C'est dans la pure foi qu'Élisabeth, le 11 janvier 1903, dimanche de l'Épiphanie[2], fera sa profession dans l'intimité de la communauté. Ses lettres ne montrent qu'une joie immense; pourtant, sa retraite préparatoire, commencée dans une joie profonde, se termine dans une incertitude crucifiante. Mère Germaine écrit: "Commencée dans la joie, cette retraite se poursuivit dans une recrudescence de tortures intimes telles que, la veille du grand jour, la pauvre novice était au comble de l'angoisse. Un entretien ménagé avec un religieux prudent et éclairé la réconforta vers le soir." Sœur Marie de la Trinité, sous-prieure, reçut un billet où transpirait l'angoisse d'Élisabeth. Elle aussi raconte : "Je me souviens encore du mot désespéré que je trouvai sur notre chaise en venant à vêpres la veille de sa profession: 'Je viens de voir Notre Mère qui m'a avoué son inquiétude de me voir prononcer mes vœux dans un pareil état d'âme. Priez pour votre petite qui est au comble de l'angoisse'."

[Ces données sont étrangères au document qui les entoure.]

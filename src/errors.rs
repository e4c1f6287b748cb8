use axum::{
    http::StatusCode,
    response::{IntoResponse, Response},
    Json,
};
use chrono::Utc;
use sea_orm::error::DbErr;
use serde::{Deserialize, Serialize};
use utoipa::ToSchema;
use uuid::Uuid;

/// Error payload returned by every failing endpoint.
#[derive(Debug, Serialize, Deserialize, ToSchema)]
pub struct ErrorResponse {
    /// HTTP status category (e.g., "Not Found", "Unprocessable Entity")
    pub error: String,
    /// Human-readable error description
    pub message: String,
    /// Additional detail (validation errors), omitted when absent
    #[serde(skip_serializing_if = "Option::is_none")]
    pub details: Option<String>,
    /// ISO 8601 timestamp when the error occurred
    pub timestamp: String,
}

/// Error surface of the service layer.
///
/// `NotFound`, `InsufficientStock` and `InvalidInput` are the
/// user-presentable outcomes of order submission; each is detected before
/// or during the atomic transaction and causes a full abort with no
/// partial writes. The rest cover the ambient failure modes of the HTTP
/// surface.
#[derive(Debug, thiserror::Error)]
pub enum ServiceError {
    #[error("Database error: {0}")]
    DatabaseError(#[from] DbErr),

    #[error("Not found: {0}")]
    NotFound(String),

    /// Requested quantity exceeds the current stock of a named product.
    #[error("Insufficient stock for product {product_id}: requested {requested}, available {available}")]
    InsufficientStock {
        product_id: Uuid,
        requested: i32,
        available: i32,
    },

    #[error("Invalid input: {0}")]
    InvalidInput(String),

    #[error("Conflict: {0}")]
    Conflict(String),

    #[error("Unauthorized: {0}")]
    Unauthorized(String),

    #[error("Forbidden: {0}")]
    Forbidden(String),

    #[error("Internal error: {0}")]
    InternalError(String),

    #[error("Other error: {0}")]
    Other(#[from] anyhow::Error),
}

impl From<validator::ValidationErrors> for ServiceError {
    fn from(err: validator::ValidationErrors) -> Self {
        ServiceError::InvalidInput(err.to_string())
    }
}

impl ServiceError {
    /// Single source of truth for error-to-status mapping.
    pub fn status_code(&self) -> StatusCode {
        match self {
            Self::NotFound(_) => StatusCode::NOT_FOUND,
            Self::InsufficientStock { .. } => StatusCode::UNPROCESSABLE_ENTITY,
            Self::InvalidInput(_) => StatusCode::BAD_REQUEST,
            Self::Conflict(_) => StatusCode::CONFLICT,
            Self::Unauthorized(_) => StatusCode::UNAUTHORIZED,
            Self::Forbidden(_) => StatusCode::FORBIDDEN,
            Self::DatabaseError(_) | Self::InternalError(_) | Self::Other(_) => {
                StatusCode::INTERNAL_SERVER_ERROR
            }
        }
    }

    /// Message suitable for HTTP responses. Internal errors return a
    /// generic message so implementation details never leak to terminals.
    pub fn response_message(&self) -> String {
        match self {
            Self::DatabaseError(_) => "Database error".to_string(),
            Self::InternalError(_) | Self::Other(_) => "Internal server error".to_string(),
            _ => self.to_string(),
        }
    }
}

impl IntoResponse for ServiceError {
    fn into_response(self) -> Response {
        let status = self.status_code();

        if status.is_server_error() {
            tracing::error!(error = %self, "request failed");
        }

        let body = ErrorResponse {
            error: status.canonical_reason().unwrap_or("Error").to_string(),
            message: self.response_message(),
            details: None,
            timestamp: Utc::now().to_rfc3339(),
        };

        (status, Json(body)).into_response()
    }
}

#[cfg(test)]
mod tests {
    use super::*;

    #[test]
    fn insufficient_stock_names_the_product() {
        let product_id = Uuid::new_v4();
        let err = ServiceError::InsufficientStock {
            product_id,
            requested: 5,
            available: 2,
        };
        assert!(err.to_string().contains(&product_id.to_string()));
        assert_eq!(err.status_code(), StatusCode::UNPROCESSABLE_ENTITY);
    }

    #[test]
    fn internal_errors_do_not_leak_details() {
        let err = ServiceError::InternalError("connection pool exhausted".into());
        assert_eq!(err.response_message(), "Internal server error");
    }

    #[test]
    fn status_mapping_is_distinct_per_taxonomy_entry() {
        assert_eq!(
            ServiceError::NotFound("product".into()).status_code(),
            StatusCode::NOT_FOUND
        );
        assert_eq!(
            ServiceError::InvalidInput("empty cart".into()).status_code(),
            StatusCode::BAD_REQUEST
        );
        assert_eq!(
            ServiceError::Conflict("email in use".into()).status_code(),
            StatusCode::CONFLICT
        );
    }
}
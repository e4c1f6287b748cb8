use crate::{ApiResponse, AppState};
use axum::{routing::get, Json, Router};
use chrono::Utc;
use serde::Serialize;
use utoipa::ToSchema;

#[derive(Serialize, ToSchema)]
pub struct HealthStatus {
    pub status: String,
    pub version: String,
    pub timestamp: String,
}

pub fn routes() -> Router<AppState> {
    Router::new().route("/health", get(health))
}

#[utoipa::path(
    get,
    path = "/health",
    responses((status = 200, description = "Service is healthy")),
    tag = "health"
)]
pub async fn health() -> Json<ApiResponse<HealthStatus>> {
    Json(ApiResponse::success(HealthStatus {
        status: "ok".to_string(),
        version: env!("CARGO_PKG_VERSION").to_string(),
        timestamp: Utc::now().to_rfc3339(),
    }))
}
use crate::{
    auth::{AuthUser, LoginRequest, SignupRequest, TokenResponse, UserProfile},
    ApiResponse, AppState,
};
use axum::{extract::State, routing::get, routing::post, Json, Router};

pub fn routes() -> Router<AppState> {
    Router::new()
        .route("/auth/login", post(login))
        .route("/auth/signup", post(signup))
        .route("/auth/me", get(me))
}

#[utoipa::path(
    post,
    path = "/api/v1/auth/login",
    request_body = LoginRequest,
    responses(
        (status = 200, description = "Token issued", body = TokenResponse),
        (status = 401, description = "Invalid credentials", body = crate::errors::ErrorResponse)
    ),
    tag = "auth"
)]
pub async fn login(
    State(state): State<AppState>,
    Json(request): Json<LoginRequest>,
) -> crate::ApiResult<TokenResponse> {
    let token = state.services.auth.login(request).await?;
    Ok(Json(ApiResponse::success(token)))
}

#[utoipa::path(
    post,
    path = "/api/v1/auth/signup",
    request_body = SignupRequest,
    responses(
        (status = 200, description = "Account created", body = TokenResponse),
        (status = 409, description = "Email already in use", body = crate::errors::ErrorResponse)
    ),
    tag = "auth"
)]
pub async fn signup(
    State(state): State<AppState>,
    Json(request): Json<SignupRequest>,
) -> crate::ApiResult<TokenResponse> {
    let token = state.services.auth.signup(request).await?;
    Ok(Json(ApiResponse::success(token)))
}

#[utoipa::path(
    get,
    path = "/api/v1/auth/me",
    responses((status = 200, description = "Current operator", body = UserProfile)),
    tag = "auth"
)]
pub async fn me(user: AuthUser) -> Json<ApiResponse<UserProfile>> {
    Json(ApiResponse::success(UserProfile {
        id: user.user_id,
        email: user.email,
        name: user.name,
        role: user.role,
    }))
}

Mère Germaine commençait à être indécise. Elle fit venir le Père Vergne la veille du 11 janvier 1903. Il rencontra longuement Élisabeth qui fut très apaisée et calmée par cette ouverture au Père. Elle fera sa profession; son bonheur et sa paix revinrent, et elle put écrire au mois de juillet suivant, au chanoine Anglès: "En la nuit qui précéda le grand jour, tandis que j'étais au chœur dans l'attente de l'époux, j'ai compris que mon Ciel commençait sur la terre, le Ciel dans la foi, avec la souffrance et l'immolation pour Celui que j'aime!... Je voudrais tant l'aimer, l'aimer comme ma séraphique Mère jusqu'à en mourir...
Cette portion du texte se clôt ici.